I collected mothers like dolls.
Beads on a necklace
A bracelet of charms.

The Italian one, Catholic, hid
porchetta beneath the lettuce
for to be vegetarian was to be sick.

You taught me how to haggle in Porta Palazzo
How to use the horn
Stared in horror at the photos from my travels and
sent money to the children.

‘Why would your mother let you go?’, you sighed. 

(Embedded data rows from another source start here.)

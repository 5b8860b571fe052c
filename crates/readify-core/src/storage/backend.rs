//! Key-value backends
//!
//! A `KeyValueStore` is a flat map of string keys to string values, the same
//! shape as a browser's local storage. Production binds it to SQLite in the
//! data directory; tests use `MemoryStore`.

use std::collections::BTreeMap;
use std::path::{Path, PathBuf};

use chrono::Utc;
use rusqlite::{params, Connection, OptionalExtension};
use tracing::debug;

use super::error::{StorageError, StorageResult};
use super::schema::{init_schema, needs_init};

/// String-keyed storage of string values
pub trait KeyValueStore {
    /// Get the raw value stored under `key`
    fn get(&self, key: &str) -> StorageResult<Option<String>>;

    /// Store `value` under `key`, replacing any previous value
    fn set(&mut self, key: &str, value: &str) -> StorageResult<()>;

    /// Remove `key`. Removing a missing key is not an error.
    fn remove(&mut self, key: &str) -> StorageResult<()>;

    /// All keys currently present, sorted
    fn keys(&self) -> StorageResult<Vec<String>>;
}

/// In-memory store, lost when dropped
#[derive(Debug, Default, Clone)]
pub struct MemoryStore {
    entries: BTreeMap<String, String>,
}

impl MemoryStore {
    pub fn new() -> Self {
        Self::default()
    }
}

impl KeyValueStore for MemoryStore {
    fn get(&self, key: &str) -> StorageResult<Option<String>> {
        Ok(self.entries.get(key).cloned())
    }

    fn set(&mut self, key: &str, value: &str) -> StorageResult<()> {
        self.entries.insert(key.to_string(), value.to_string());
        Ok(())
    }

    fn remove(&mut self, key: &str) -> StorageResult<()> {
        self.entries.remove(key);
        Ok(())
    }

    fn keys(&self) -> StorageResult<Vec<String>> {
        Ok(self.entries.keys().cloned().collect())
    }
}

/// SQLite-backed store
pub struct SqliteStore {
    conn: Connection,
    path: Option<PathBuf>,
}

impl SqliteStore {
    /// Open or create the database at `path`
    pub fn open(path: &Path) -> StorageResult<Self> {
        if let Some(parent) = path.parent() {
            std::fs::create_dir_all(parent)
                .map_err(|e| StorageError::from_io(e, parent.to_path_buf()))?;
        }

        let conn = Connection::open(path).map_err(|source| StorageError::Open {
            path: path.to_path_buf(),
            source,
        })?;

        if needs_init(&conn) {
            init_schema(&conn)?;
        }

        debug!("Opened key-value store at {:?}", path);
        Ok(Self {
            conn,
            path: Some(path.to_path_buf()),
        })
    }

    /// Open an in-memory database (for testing)
    pub fn open_in_memory() -> StorageResult<Self> {
        let conn = Connection::open_in_memory()?;
        init_schema(&conn)?;
        Ok(Self { conn, path: None })
    }

    /// Location of the database file, if it lives on disk
    pub fn path(&self) -> Option<&Path> {
        self.path.as_deref()
    }

    /// Size of the database file in bytes (0 for in-memory stores)
    pub fn file_size(&self) -> u64 {
        self.path
            .as_ref()
            .and_then(|p| std::fs::metadata(p).ok())
            .map(|m| m.len())
            .unwrap_or(0)
    }
}

impl KeyValueStore for SqliteStore {
    fn get(&self, key: &str) -> StorageResult<Option<String>> {
        let value = self
            .conn
            .query_row("SELECT value FROM kv WHERE key = ?1", [key], |row| {
                row.get(0)
            })
            .optional()?;
        Ok(value)
    }

    fn set(&mut self, key: &str, value: &str) -> StorageResult<()> {
        self.conn.execute(
            "INSERT INTO kv (key, value, updated_at) VALUES (?1, ?2, ?3)
             ON CONFLICT(key) DO UPDATE SET value = excluded.value, updated_at = excluded.updated_at",
            params![key, value, Utc::now().timestamp()],
        )?;
        Ok(())
    }

    fn remove(&mut self, key: &str) -> StorageResult<()> {
        self.conn.execute("DELETE FROM kv WHERE key = ?1", [key])?;
        Ok(())
    }

    fn keys(&self) -> StorageResult<Vec<String>> {
        let mut stmt = self.conn.prepare("SELECT key FROM kv ORDER BY key")?;
        let keys = stmt
            .query_map([], |row| row.get(0))?
            .collect::<Result<Vec<String>, _>>()?;
        Ok(keys)
    }
}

We recited sonnets to each other,
Petrarch and Dante,
as you grated parmesan onto the cat’s dinner
wiped your chapped hands on your apron and
cooked another steak for your sons.

I made a crumble for my colleagues, remember,
but you confiscated all the Tupperware and
made a perfect pie.
‘Take that instead’ was your command.
‘Ma che crumble!’

You were distinctly unimpressed
with the food I brought to the family table
but not the conversation.
You said you’d never had a daughter
You’d always dreamed of travelling and that
once, in your youth, you’d been to China.

The weeks ran into months
The snow in the fields became fresh cherries and apricots
We drove down to the city through the smog,
surrounded by mountains like an open jaw.
‘Oh no, it wouldn’t do for my sons to have a girl like you’, you said
when we visited Vesuvius together.
You’d made us lunches for the plane.

The French one, with strong legs hiking up Pic Saint-Loup,
took me to see abbeys, chateaux and aqueducts.
We ate rum cakes from the market and you
showed me your plans to restore the Tuileries.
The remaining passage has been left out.